REPL

The Scio REPL is an extension of the Scala REPL, with added functionality that allows you to interactively experiment with Scio. Think of it as a playground to try out things.

Quick start

You can either install Scio REPL via our Homebrew tap on a Mac or download the pre-built jar on other platforms.

Homebrew

brew tap spotify/public
brew install scio
scio-repl

Pre-built jar

To download pre-built jar of Scio REPL, find version you are interested in on the release page, and download the REPL jar from Downloads section.

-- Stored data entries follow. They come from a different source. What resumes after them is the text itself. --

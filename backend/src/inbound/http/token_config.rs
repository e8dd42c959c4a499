//! Token signing secret resolution.
//!
//! The HS256 secret comes from a file named by the environment, never from
//! the environment value itself. Release builds insist on a real secret;
//! debug builds fall back to an ephemeral random one so tokens simply stop
//! verifying after a restart.

use std::path::PathBuf;

use mockable::Env;
use rand::RngCore;
use tracing::warn;
use zeroize::{Zeroize, Zeroizing};

use crate::outbound::security::MIN_SECRET_LEN;

const TOKEN_SECRET_DEFAULT_PATH: &str = "/var/run/secrets/token_secret";
pub const SECRET_FILE_ENV: &str = "TOKEN_SECRET_FILE";
pub const ALLOW_EPHEMERAL_ENV: &str = "TOKEN_ALLOW_EPHEMERAL";
const BOOL_EXPECTED: &str = "1|0|true|false|yes|no|y|n";

/// Build mode for secret validation.
#[derive(Clone, Copy, Debug, Eq, PartialEq)]
pub enum BuildMode {
    /// Debug builds tolerate a missing secret and warn.
    Debug,
    /// Release builds require a secret file of adequate length.
    Release,
}

impl BuildMode {
    /// Determine the build mode from `cfg!(debug_assertions)`.
    ///
    /// # Examples
    ///
    /// ```rust
    /// use flashcards::inbound::http::token_config::BuildMode;
    ///
    /// let mode = BuildMode::from_debug_assertions();
    /// if cfg!(debug_assertions) {
    ///     assert_eq!(mode, BuildMode::Debug);
    /// } else {
    ///     assert_eq!(mode, BuildMode::Release);
    /// }
    /// ```
    #[must_use]
    pub fn from_debug_assertions() -> Self {
        if cfg!(debug_assertions) {
            Self::Debug
        } else {
            Self::Release
        }
    }

    fn is_debug(self) -> bool {
        matches!(self, Self::Debug)
    }
}

/// Errors raised while resolving the signing secret.
#[derive(thiserror::Error, Debug)]
pub enum TokenConfigError {
    #[error("invalid value for {name}='{value}'; expected {expected}")]
    InvalidEnv {
        name: &'static str,
        value: String,
        expected: &'static str,
    },
    #[error("failed to read token secret at {path}: {source}")]
    SecretRead {
        path: PathBuf,
        #[source]
        source: std::io::Error,
    },
    #[error("token secret at {path} too short: need >= {min_len} bytes, got {length}")]
    SecretTooShort {
        path: PathBuf,
        length: usize,
        min_len: usize,
    },
    #[error("TOKEN_ALLOW_EPHEMERAL must be 0 in release builds")]
    EphemeralNotAllowed,
}

/// Resolve the token signing secret.
///
/// # Examples
///
/// ```rust
/// use flashcards::inbound::http::token_config::{BuildMode, token_secret_from_env};
/// use mockable::MockEnv;
///
/// # fn main() -> Result<(), Box<dyn std::error::Error>> {
/// let path = std::env::temp_dir().join("token_secret_example");
/// std::fs::write(&path, vec![b'k'; 32])?;
///
/// let path_str = path.to_str().expect("valid path").to_owned();
/// let mut env = MockEnv::new();
/// env.expect_string().returning(move |name| match name {
///     "TOKEN_SECRET_FILE" => Some(path_str.clone()),
///     _ => None,
/// });
///
/// let secret = token_secret_from_env(&env, BuildMode::Release)?;
/// assert_eq!(secret.len(), 32);
///
/// std::fs::remove_file(&path)?;
/// # Ok(())
/// # }
/// ```
pub fn token_secret_from_env<E: Env>(
    env: &E,
    mode: BuildMode,
) -> Result<Zeroizing<Vec<u8>>, TokenConfigError> {
    let allow_ephemeral = allow_ephemeral_from_env(env, mode)?;
    let path = PathBuf::from(
        env.string(SECRET_FILE_ENV)
            .unwrap_or_else(|| TOKEN_SECRET_DEFAULT_PATH.to_owned()),
    );

    match std::fs::read(&path) {
        Ok(mut bytes) => {
            let length = bytes.len();
            if mode == BuildMode::Release && length < MIN_SECRET_LEN {
                bytes.zeroize();
                return Err(TokenConfigError::SecretTooShort {
                    path,
                    length,
                    min_len: MIN_SECRET_LEN,
                });
            }
            Ok(Zeroizing::new(bytes))
        }
        Err(error) => {
            if mode.is_debug() || allow_ephemeral {
                warn!(
                    path = %path.display(),
                    error = %error,
                    "using ephemeral token secret (dev only)"
                );
                Ok(ephemeral_secret())
            } else {
                Err(TokenConfigError::SecretRead {
                    path,
                    source: error,
                })
            }
        }
    }
}

fn ephemeral_secret() -> Zeroizing<Vec<u8>> {
    let mut secret = Zeroizing::new(vec![0_u8; MIN_SECRET_LEN * 2]);
    rand::thread_rng().fill_bytes(secret.as_mut_slice());
    secret
}

fn allow_ephemeral_from_env<E: Env>(env: &E, mode: BuildMode) -> Result<bool, TokenConfigError> {
    let Some(value) = env.string(ALLOW_EPHEMERAL_ENV) else {
        return Ok(false);
    };
    match parse_bool(&value) {
        Some(true) if mode.is_debug() => Ok(true),
        Some(true) => Err(TokenConfigError::EphemeralNotAllowed),
        Some(false) => Ok(false),
        None if mode.is_debug() => {
            warn!(value = %value, "invalid TOKEN_ALLOW_EPHEMERAL; defaulting to disabled");
            Ok(false)
        }
        None => Err(TokenConfigError::InvalidEnv {
            name: ALLOW_EPHEMERAL_ENV,
            value,
            expected: BOOL_EXPECTED,
        }),
    }
}

fn parse_bool(value: &str) -> Option<bool> {
    match value.to_ascii_lowercase().as_str() {
        "1" | "true" | "yes" | "y" => Some(true),
        "0" | "false" | "no" | "n" => Some(false),
        _ => None,
    }
}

$ java -jar scio-repl-<version>.jar
Welcome to
                 _____
    ________________(_)_____
    __  ___/  ___/_  /_  __ \
    _(__  )/ /__ _  / / /_/ /
    /____/ \___/ /_/  \____/   version 0.7.0

Using Scala version 2.12.8 (Java HotSpot(TM) 64-Bit Server VM, Java 1.8.0_144)
Type in expressions to have them evaluated.
Type :help for more information.

BigQuery client available as 'bq'
Scio context available as 'sc'

scio>

A ScioContext is created on REPL startup as sc and a starting point to most operations. Use tab completion, history and other REPL goodies to play around.

Start from SBT console

$ git clone git@github.com:spotify/scio.git
Cloning into 'scio'...
remote: Counting objects: 9336, done.
remote: Compressing objects: 100% (275/275), done.
remote: Total 9336 (delta 139), reused 0 (delta 0), pack-reused 8830
Receiving objects: 100% (9336/9336), 1.76 MiB | 0 bytes/s, done.
Resolving deltas: 100% (3509/3509), done.
Checking connectivity... done.
$ cd scio
$ sbt scio-repl/run

Build REPL jar manually

You can also build REPL jar from source.

$ git clone git@github.com:spotify/scio.git
Cloning into 'scio'...
remote: Counting objects: 9336, done.
remote: Compressing objects: 100% (275/275), done.
remote: Total 9336 (delta 139), reused 0 (delta 0), pack-reused 8830
Receiving objects: 100% (9336/9336), 1.76 MiB | 0 bytes/s, done.
Resolving deltas: 100% (3509/3509), done.
Checking connectivity... done.
$ cd scio
$ sbt scio-repl/assembly

sbt project from scio-template

Projects generated from scio-template.g8 have built-in REPL. Run sbt repl/run from the project root.

Tutorial

Local pipeline

Let’s start with simple local-mode word count example:

// The REPL loads the following for you.
import com.spotify.scio._

def sc: ScioContext = ???
val wordCount = sc
    .textFile("README.md")
    .flatMap(_.split("[^a-zA-Z']+").filter(_.nonEmpty))
    .countByValue
    .map(_.toString)
    .saveAsTextFile("/tmp/local_wordcount")

val scioResult = sc.run().waitUntilDone()

val values = scioResult.tap(wordCount).value.take(3)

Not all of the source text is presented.